* **What to do**
Each line of the data holding "TransactionCommands" should be found and copied.

* **Data**
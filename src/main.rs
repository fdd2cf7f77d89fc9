use std::path::PathBuf;

use anyhow::Result;
use clap::{Parser, Subcommand};

use expense_control::cli::{
    handle_audit_command, handle_category_command, handle_person_command, handle_report_command,
    handle_transaction_command, CategoryCommands, PersonCommands, ReportCommands,
    TransactionCommands,
};
use expense_control::config::paths::{ExpensePaths, DATA_DIR_ENV};
use expense_control::config::settings::Settings;
use expense_control::storage::{initialize_storage, Storage};

#[derive(Parser)]
#[command(
    name = "expense",
    version,
    about = "Household expense tracking from the terminal",
    long_about = "expense-control records the people in a household, the categories \
                  their money goes to or comes from, and every income or expense \
                  transaction, then totals them per person and per category."
)]
struct Cli {
    /// Base directory for settings, data files and the audit log
    #[arg(long, global = true, env = DATA_DIR_ENV)]
    data_dir: Option<PathBuf>,

    #[command(subcommand)]
    command: Option<Commands>,
}

#[derive(Subcommand)]
enum Commands {
    /// Create the data directory and default settings
    Init,

    /// Show current configuration and paths
    Config,

    /// Person management commands
    #[command(subcommand)]
    Person(PersonCommands),

    /// Category management commands
    #[command(subcommand)]
    Category(CategoryCommands),

    /// Transaction management commands
    #[command(subcommand, alias = "txn")]
    Transaction(TransactionCommands),

    /// Totals reports
    #[command(subcommand)]
    Report(ReportCommands),

    /// Show recent audit log entries
    Audit {
        /// Number of entries to show
        #[arg(short, long, default_value = "20")]
        limit: usize,
    },
}

fn main() -> Result<()> {
    let cli = Cli::parse();

    let paths = match cli.data_dir {
        Some(dir) => ExpensePaths::with_base_dir(dir),
        None => ExpensePaths::new()?,
    };
    let settings = Settings::load_or_create(&paths)?;

    let mut storage = Storage::new(paths.clone())?;
    storage.set_audit_enabled(settings.audit_enabled);
    storage.load_all()?;

    match cli.command {
        Some(Commands::Init) => {
            println!("Initializing expense-control at: {}", paths.base_dir().display());
            if initialize_storage(&paths)? {
                println!("Initialization complete!");
            } else {
                println!("Already initialized; existing data was left untouched.");
            }
            println!();
            println!("Next steps:");
            println!("  expense person add <NAME> <AGE>");
            println!("  expense category add <DESCRIPTION> --purpose expense|income|both");
            println!("  expense transaction add <DESCRIPTION> <VALUE> --type expense|income --category <CATEGORY> --person <PERSON>");
        }
        Some(Commands::Config) => {
            println!("expense-control Configuration");
            println!("=============================");
            println!("Base directory: {}", paths.base_dir().display());
            println!("Data directory: {}", paths.data_dir().display());
            println!("Settings file:  {}", paths.settings_file().display());
            println!("Audit log:      {}", paths.audit_log().display());
            println!("Initialized:    {}", paths.is_initialized());
            println!();
            println!("Settings:");
            println!("  Currency symbol:   {}", settings.currency_symbol);
            println!("  Default page size: {}", settings.default_page_size);
            println!("  Audit enabled:     {}", settings.audit_enabled);
        }
        Some(Commands::Person(cmd)) => handle_person_command(&storage, &settings, cmd)?,
        Some(Commands::Category(cmd)) => handle_category_command(&storage, &settings, cmd)?,
        Some(Commands::Transaction(cmd)) => {
            handle_transaction_command(&storage, &settings, cmd)?
        }
        Some(Commands::Report(cmd)) => handle_report_command(&storage, &settings, cmd)?,
        Some(Commands::Audit { limit }) => handle_audit_command(&storage, limit)?,
        None => {
            println!("expense-control - household expense tracking");
            println!();
            println!("Run 'expense --help' for usage information.");
            println!("Run 'expense init' to get started.");
        }
    }

    Ok(())
}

* **Solution to the problem**
    TransactionCommands,
    Transaction(TransactionCommands),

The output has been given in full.